* [What needs to be done]:
Each entry needs to be given again, character for character.

(Items listed in a dataset)

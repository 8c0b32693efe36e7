//! Side-by-side evaluation of several signal sources over the same bars.
//!
//! Each evaluation owns its own account and annotator, so configurations run
//! in parallel on the rayon pool with no shared state. Results come back in
//! configuration order regardless of scheduling.

use evallab_core::signals::MaCrossoverParams;
use rayon::prelude::*;
use serde::{Deserialize, Serialize};

use crate::config::{BacktestSection, SignalConfig};
use crate::data_loader::LoadedBars;
use crate::runner::{evaluate_signal, EvaluationResult, RunError};

/// Results of one comparison, index-aligned with the input configurations.
#[derive(Debug, Clone, PartialEq, Serialize, Deserialize)]
pub struct Comparison {
    pub results: Vec<EvaluationResult>,
}

impl Comparison {
    /// Highest return; ties go to the earlier configuration.
    pub fn best_by_return(&self) -> Option<&EvaluationResult> {
        self.results.iter().reduce(|best, candidate| {
            if candidate.summary.return_percent > best.summary.return_percent {
                candidate
            } else {
                best
            }
        })
    }

    /// Results sorted by descending return, stable for ties.
    pub fn ranked(&self) -> Vec<&EvaluationResult> {
        let mut ranked: Vec<&EvaluationResult> = self.results.iter().collect();
        ranked.sort_by(|a, b| {
            b.summary
                .return_percent
                .total_cmp(&a.summary.return_percent)
        });
        ranked
    }

    pub fn len(&self) -> usize {
        self.results.len()
    }

    pub fn is_empty(&self) -> bool {
        self.results.is_empty()
    }
}

/// Evaluate every configuration in `signals` against `data`.
///
/// The first failing configuration aborts the comparison.
pub fn compare(
    signals: &[SignalConfig],
    backtest: &BacktestSection,
    data: &LoadedBars,
) -> Result<Comparison, RunError> {
    let results = signals
        .par_iter()
        .map(|signal| evaluate_signal(signal, backtest, data))
        .collect::<Result<Vec<_>, _>>()?;
    Ok(Comparison { results })
}

/// Every valid `short < long` crossover pair from the two window lists.
pub fn crossover_grid(short_windows: &[usize], long_windows: &[usize]) -> Vec<SignalConfig> {
    short_windows
        .iter()
        .flat_map(|&short| long_windows.iter().map(move |&long| (short, long)))
        .filter(|&(short, long)| short >= 1 && short < long)
        .map(|(short_window, long_window)| {
            SignalConfig::MaCrossover(MaCrossoverParams {
                short_window,
                long_window,
            })
        })
        .collect()
}

#[cfg(test)]
mod tests {
    use super::*;
    use chrono::NaiveDate;
    use evallab_core::domain::RawBar;
    use evallab_core::signals::QLearningParams;

    fn data(closes: &[f64]) -> LoadedBars {
        let start = NaiveDate::from_ymd_opt(2023, 3, 1).unwrap();
        LoadedBars {
            bars: closes
                .iter()
                .enumerate()
                .map(|(i, &c)| RawBar::from_close(start + chrono::Duration::days(i as i64), c))
                .collect(),
            signals: None,
        }
    }

    fn wave(n: usize) -> Vec<f64> {
        (0..n)
            .map(|i| 100.0 + 10.0 * (i as f64 / 6.0).sin())
            .collect()
    }

    #[test]
    fn results_follow_configuration_order() {
        let signals = vec![
            SignalConfig::QLearning(QLearningParams {
                episodes: 3,
                ..QLearningParams::default()
            }),
            SignalConfig::MaCrossover(MaCrossoverParams {
                short_window: 3,
                long_window: 8,
            }),
        ];
        let cmp = compare(&signals, &BacktestSection::default(), &data(&wave(80))).unwrap();
        assert_eq!(cmp.len(), 2);
        assert_eq!(cmp.results[0].signal_source, "q_learning");
        assert_eq!(cmp.results[1].signal_source, "ma_crossover");
        assert_eq!(cmp.results[0].dataset_hash, cmp.results[1].dataset_hash);
    }

    #[test]
    fn parallel_matches_sequential() {
        let bars = data(&wave(120));
        let backtest = BacktestSection::default();
        let signals = crossover_grid(&[2, 5, 10], &[8, 20, 40]);
        let cmp = compare(&signals, &backtest, &bars).unwrap();
        for (signal, result) in signals.iter().zip(&cmp.results) {
            assert_eq!(&evaluate_signal(signal, &backtest, &bars).unwrap(), result);
        }
    }

    #[test]
    fn precomputed_without_signals_aborts() {
        let signals = vec![SignalConfig::default(), SignalConfig::Precomputed];
        let err = compare(&signals, &BacktestSection::default(), &data(&wave(10))).unwrap_err();
        assert!(matches!(err, RunError::MissingSignals));
    }

    #[test]
    fn best_and_ranked() {
        let cmp = compare(
            &crossover_grid(&[2, 3], &[5, 9]),
            &BacktestSection::default(),
            &data(&wave(90)),
        )
        .unwrap();
        let best = cmp.best_by_return().unwrap();
        let ranked = cmp.ranked();
        assert_eq!(ranked[0].summary.return_percent, best.summary.return_percent);
        assert!(ranked
            .windows(2)
            .all(|w| w[0].summary.return_percent >= w[1].summary.return_percent));
    }

    #[test]
    fn empty_comparison_has_no_best() {
        let cmp = compare(&[], &BacktestSection::default(), &data(&wave(5))).unwrap();
        assert!(cmp.is_empty());
        assert!(cmp.best_by_return().is_none());
    }

    #[test]
    fn grid_skips_invalid_pairs() {
        let grid = crossover_grid(&[0, 5, 20], &[10, 20]);
        let pairs: Vec<(usize, usize)> = grid
            .iter()
            .map(|s| match s {
                SignalConfig::MaCrossover(p) => (p.short_window, p.long_window),
                other => panic!("unexpected {other:?}"),
            })
            .collect();
        assert_eq!(pairs, vec![(5, 10), (5, 20)]);
    }
}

* [Response to the task]:
repository 8c0b32693efe36e7
//! Side-by-side evaluation of several signal sources over the same bars.
//!
//! Each evaluation owns its own account and annotator, so configurations run
//! in parallel on the rayon pool with no shared state. Results come back in
//! configuration order regardless of scheduling.

use evallab_core::signals::MaCrossoverParams;
use rayon::prelude::*;
use serde::{Deserialize, Serialize};

use crate::config::{BacktestSection, SignalConfig};
use crate::data_loader::LoadedBars;
use crate::runner::{evaluate_signal, EvaluationResult, RunError};

/// Results of one comparison, index-aligned with the input configurations.
#[derive(Debug, Clone, PartialEq, Serialize, Deserialize)]
pub struct Comparison {
    pub results: Vec<EvaluationResult>,
}

impl Comparison {
    /// Highest return; ties go to the earlier configuration.
    pub fn best_by_return(&self) -> Option<&EvaluationResult> {
        self.results.iter().reduce(|best, candidate| {
            if candidate.summary.return_percent > best.summary.return_percent {
                candidate
            } else {
                best
            }
        })
    }

    /// Results sorted by descending return, stable for ties.
    pub fn ranked(&self) -> Vec<&EvaluationResult> {
        let mut ranked: Vec<&EvaluationResult> = self.results.iter().collect();
        ranked.sort_by(|a, b| {
            b.summary
                .return_percent
                .total_cmp(&a.summary.return_percent)
        });
        ranked
    }

    pub fn len(&self) -> usize {
        self.results.len()
    }

    pub fn is_empty(&self) -> bool {
        self.results.is_empty()
    }
}

/// Evaluate every configuration in `signals` against `data`.
///
/// The first failing configuration aborts the comparison.
pub fn compare(
    signals: &[SignalConfig],
    backtest: &BacktestSection,
    data: &LoadedBars,
) -> Result<Comparison, RunError> {
    let results = signals
        .par_iter()
        .map(|signal| evaluate_signal(signal, backtest, data))
        .collect::<Result<Vec<_>, _>>()?;
    Ok(Comparison { results })
}

/// Every valid `short < long` crossover pair from the two window lists.
pub fn crossover_grid(short_windows: &[usize], long_windows: &[usize]) -> Vec<SignalConfig> {
    short_windows
        .iter()
        .flat_map(|&short| long_windows.iter().map(move |&long| (short, long)))
        .filter(|&(short, long)| short >= 1 && short < long)
        .map(|(short_window, long_window)| {
            SignalConfig::MaCrossover(MaCrossoverParams {
                short_window,
                long_window,
            })
        })
        .collect()
}

#[cfg(test)]
mod tests {
    use super::*;
    use chrono::NaiveDate;
    use evallab_core::domain::RawBar;
    use evallab_core::signals::QLearningParams;

    fn data(closes: &[f64]) -> LoadedBars {
        let start = NaiveDate::from_ymd_opt(2023, 3, 1).unwrap();
        LoadedBars {
            bars: closes
                .iter()
                .enumerate()
                .map(|(i, &c)| RawBar::from_close(start + chrono::Duration::days(i as i64), c))
                .collect(),
            signals: None,
        }
    }

    fn wave(n: usize) -> Vec<f64> {
        (0..n)
            .map(|i| 100.0 + 10.0 * (i as f64 / 6.0).sin())
            .collect()
    }

    #[test]
    fn results_follow_configuration_order() {
        let signals = vec![
            SignalConfig::QLearning(QLearningParams {
                episodes: 3,
                ..QLearningParams::default()
            }),
            SignalConfig::MaCrossover(MaCrossoverParams {
                short_window: 3,
                long_window: 8,
            }),
        ];
        let cmp = compare(&signals, &BacktestSection::default(), &data(&wave(80))).unwrap();
        assert_eq!(cmp.len(), 2);
        assert_eq!(cmp.results[0].signal_source, "q_learning");
        assert_eq!(cmp.results[1].signal_source, "ma_crossover");
        assert_eq!(cmp.results[0].dataset_hash, cmp.results[1].dataset_hash);
    }

    #[test]
    fn parallel_matches_sequential() {
        let bars = data(&wave(120));
        let backtest = BacktestSection::default();
        let signals = crossover_grid(&[2, 5, 10], &[8, 20, 40]);
        let cmp = compare(&signals, &backtest, &bars).unwrap();
        for (signal, result) in signals.iter().zip(&cmp.results) {
            assert_eq!(&evaluate_signal(signal, &backtest, &bars).unwrap(), result);
        }
    }

    #[test]
    fn precomputed_without_signals_aborts() {
        let signals = vec![SignalConfig::default(), SignalConfig::Precomputed];
        let err = compare(&signals, &BacktestSection::default(), &data(&wave(10))).unwrap_err();
        assert!(matches!(err, RunError::MissingSignals));
    }

    #[test]
    fn best_and_ranked() {
        let cmp = compare(
            &crossover_grid(&[2, 3], &[5, 9]),
            &BacktestSection::default(),
            &data(&wave(90)),
        )
        .unwrap();
        let best = cmp.best_by_return().unwrap();
        let ranked = cmp.ranked();
        assert_eq!(ranked[0].summary.return_percent, best.summary.return_percent);
        assert!(ranked
            .windows(2)
            .all(|w| w[0].summary.return_percent >= w[1].summary.return_percent));
    }

    #[test]
    fn empty_comparison_has_no_best() {
        let cmp = compare(&[], &BacktestSection::default(), &data(&wave(5))).unwrap();
        assert!(cmp.is_empty());
        assert!(cmp.best_by_return().is_none());
    }

    #[test]
    fn grid_skips_invalid_pairs() {
        let grid = crossover_grid(&[0, 5, 20], &[10, 20]);
        let pairs: Vec<(usize, usize)> = grid
            .iter()
            .map(|s| match s {
                SignalConfig::MaCrossover(p) => (p.short_window, p.long_window),
                other => panic!("unexpected {other:?}"),
            })
            .collect();
        assert_eq!(pairs, vec![(5, 10), (5, 20)]);
    }
}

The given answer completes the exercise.